My first experience with this was going to an Avalanches show at PopScene a few years ago. When my friend mentioned how old she felt, I denied it and tried to prove her wrong by asking a girl I was recently talking to her age. The answer was a simple, high-pitched "Nineteen!" After that moment, I spent the rest of the night lamenting the many years behind me. The only moment that suspended my gloom was running into the opening DJ, Dan the Automator. I stopped to congratulate him on the great set he just had. When our eyes met, I could see a brief glimmer of happiness and that glimmer said, "Thank god there's someone here as old as me!"

So last Monday, thanks to Mac's good-nature, I was treated to the Winterfresh SnoCore Tour at the Fillmore. AND, Mac got us VIP passes to go back-stage to meet the only band on the bill I had heard of, speed-metal forefathers, Helmet. As we were being taken back to meet the band, I warned Mac that I was going to look as excited as I possibly can, but I only had one of their CD's. Luckily, no acting was necessary. For when I walked into that room and shook hands with lead guitarist/vocalist Page Hamilton, I saw it again. That brief glimmer and crooked smile that comes along with the "Hey, you're as old as I am!" look.

And ya know what? He was a really nice, very polite, seemingly subdued guy. Maybe expecting to see dead hookers dipped in cocaine and violent midget knife-fights is too much of a rock 'n roll stereotype, but man was that guy cool! I kept thinking, "Well, I guess we all have to mellow out over time." But when they went on stage, they immediately transformed into the wild sociopaths I expected them to be. That's when I realized, when you reach a certain level of success, it's all a job. Those guys wrapped up our conversation, thanked us for coming back to meet them, and then gave the crowd exactly what they came there to see; loud, pulsating, ear-drum blowing speed metal. Good job, guys.

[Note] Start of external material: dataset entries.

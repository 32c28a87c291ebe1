mod common;

use chrono::{Duration, Local};
use jukebox_common::{ListeningLimits, ParentalConfig, ScheduleConfig};
use jukebox_daemon::enforcement_task::ListeningEnforcementTask;
use jukebox_daemon::poller::PlaybackPoller;
use jukebox_proto::Event;

use common::{paused, playing, track, Harness, MockMusic};

#[tokio::test]
async fn test_play_and_pause_open_and_close_sessions() {
    let harness = Harness::new();
    let poller = PlaybackPoller::new(harness.service.clone());
    let mut events = harness.service.subscribe();
    let start = Local::now();

    poller.apply(playing(track("t1", "Song One", "Band")), start).await.unwrap();
    assert!(harness.service.has_open_session().await);

    poller
        .apply(paused(track("t1", "Song One", "Band")), start + Duration::minutes(3))
        .await
        .unwrap();
    assert!(!harness.service.has_open_session().await);

    let report = harness.service.usage_report(start + Duration::minutes(3)).await;
    assert_eq!(report.sessions_today.len(), 1);
    assert_eq!(report.top_favorites[0].title, "Song One - Band");

    let mut kinds = Vec::new();
    while let Ok(event) = events.try_recv() {
        kinds.push(serde_json::to_value(&event).unwrap()["type"].as_str().unwrap().to_string());
    }
    assert!(kinds.contains(&"playback_changed".to_string()));
    assert!(kinds.contains(&"session_started".to_string()));
    assert!(kinds.contains(&"session_ended".to_string()));
}

#[tokio::test]
async fn test_track_change_counts_a_play_but_progress_does_not() {
    let harness = Harness::new();
    let poller = PlaybackPoller::new(harness.service.clone());
    let now = Local::now();

    poller.apply(playing(track("t1", "Song One", "Band")), now).await.unwrap();
    let mut later = playing(track("t1", "Song One", "Band"));
    later.progress_ms = 30_000;
    poller.apply(later, now).await.unwrap();
    poller.apply(playing(track("t2", "Song Two", "Band")), now).await.unwrap();

    let stats = harness.service.usage_report(now).await;
    let plays: u32 = stats.top_favorites.iter().map(|f| f.plays).sum();
    assert_eq!(plays, 2);
}

#[tokio::test]
async fn test_blocked_track_is_skipped() {
    let harness = Harness::new();
    let mut config = ParentalConfig::default();
    config.content_filter.blocked_artists.push("Bad Band".to_string());
    harness.service.update_parental_config(config).await.unwrap();

    let poller = PlaybackPoller::new(harness.service.clone());
    let mut events = harness.service.subscribe();
    poller.apply(playing(track("t9", "Loud", "Bad Band")), Local::now()).await.unwrap();

    assert_eq!(harness.music.count("next"), 1);
    let blocked = std::iter::from_fn(|| events.try_recv().ok())
        .any(|e| matches!(e, Event::TrackBlocked { ref track_name, .. } if track_name == "Loud"));
    assert!(blocked);

    // Not counted as a favorite
    let report = harness.service.usage_report(Local::now()).await;
    assert!(report.top_favorites.is_empty());
}

#[tokio::test]
async fn test_genre_rules_use_artist_genres() {
    let music = MockMusic::authorized();
    music.state.lock().unwrap().genres.insert("t5".to_string(), vec!["death metal".to_string()]);
    let harness = Harness::with_music(music);

    let mut config = ParentalConfig::default();
    config.content_filter.blocked_genres.push("Death Metal".to_string());
    harness.service.update_parental_config(config).await.unwrap();

    let poller = PlaybackPoller::new(harness.service.clone());
    poller.apply(playing(track("t5", "Growl", "Anyone")), Local::now()).await.unwrap();

    assert_eq!(harness.music.count("genres:t5"), 1);
    assert_eq!(harness.music.count("next"), 1);
}

#[tokio::test]
async fn test_poll_once_without_authorization_is_a_no_op() {
    let harness = Harness::with_music(MockMusic::default());
    let poller = PlaybackPoller::new(harness.service.clone());

    poller.poll_once(Local::now()).await.unwrap();
    assert!(harness.service.current_playback().await.is_none());
}

#[tokio::test]
async fn test_enforcement_pauses_when_daily_limit_reached() {
    let harness = Harness::new();
    let config = ParentalConfig {
        limits: ListeningLimits { daily_limit_minutes: 10, ..Default::default() },
        ..Default::default()
    };
    harness.service.update_parental_config(config).await.unwrap();

    let start = Local::now();
    let poller = PlaybackPoller::new(harness.service.clone());
    poller.apply(playing(track("t1", "Song One", "Band")), start).await.unwrap();

    let task = ListeningEnforcementTask::new(harness.service.clone(), 5);
    let mut events = harness.service.subscribe();

    task.check_and_enforce(start + Duration::minutes(2)).await.unwrap();
    assert_eq!(harness.music.count("pause"), 0);

    task.check_and_enforce(start + Duration::minutes(11)).await.unwrap();
    assert_eq!(harness.music.count("pause"), 1);
    assert!(!harness.service.has_open_session().await);

    let blocked = std::iter::from_fn(|| events.try_recv().ok())
        .any(|e| matches!(e, Event::ListeningBlocked { .. }));
    assert!(blocked);
}

#[tokio::test]
async fn test_enforcement_warns_once_before_limit() {
    let harness = Harness::new();
    let config = ParentalConfig {
        limits: ListeningLimits { daily_limit_minutes: 10, ..Default::default() },
        ..Default::default()
    };
    harness.service.update_parental_config(config).await.unwrap();

    let start = Local::now();
    let poller = PlaybackPoller::new(harness.service.clone());
    poller.apply(playing(track("t1", "Song One", "Band")), start).await.unwrap();

    let task = ListeningEnforcementTask::new(harness.service.clone(), 5);
    let mut events = harness.service.subscribe();

    task.check_and_enforce(start + Duration::minutes(6)).await.unwrap();
    task.check_and_enforce(start + Duration::minutes(7)).await.unwrap();

    let warnings = std::iter::from_fn(|| events.try_recv().ok())
        .filter(|e| matches!(e, Event::TimeLimitWarning { .. }))
        .count();
    assert_eq!(warnings, 1);
}

#[tokio::test]
async fn test_enforcement_ignores_idle_player_outside_schedule() {
    let harness = Harness::new();
    let schedule = ScheduleConfig {
        enabled: true,
        weekday: Default::default(),
        weekend: Default::default(),
    };
    harness.service.update_schedule(schedule).await.unwrap();

    let task = ListeningEnforcementTask::new(harness.service.clone(), 5);
    task.check_and_enforce(Local::now()).await.unwrap();

    assert_eq!(harness.music.count("pause"), 0);
}

#[tokio::test]
async fn test_shutdown_closes_open_session() {
    let harness = Harness::new();
    let poller = PlaybackPoller::new(harness.service.clone());
    poller.apply(playing(track("t1", "Song One", "Band")), Local::now()).await.unwrap();

    harness.service.shutdown().await;
    assert!(!harness.service.has_open_session().await);
}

As for the rest of the show, if not liking bad bands like Chevelle makes me out of touch, then I'm ready to take my rightful place in a nursing home. Still, it's nice to get out there and watch a bunch of kids have a good time.

I'd finally like to relay my roommate's reaction when I told him I was going to the Helmet show. He just smiled and said, "Oooo! You've got dirty little secrets!"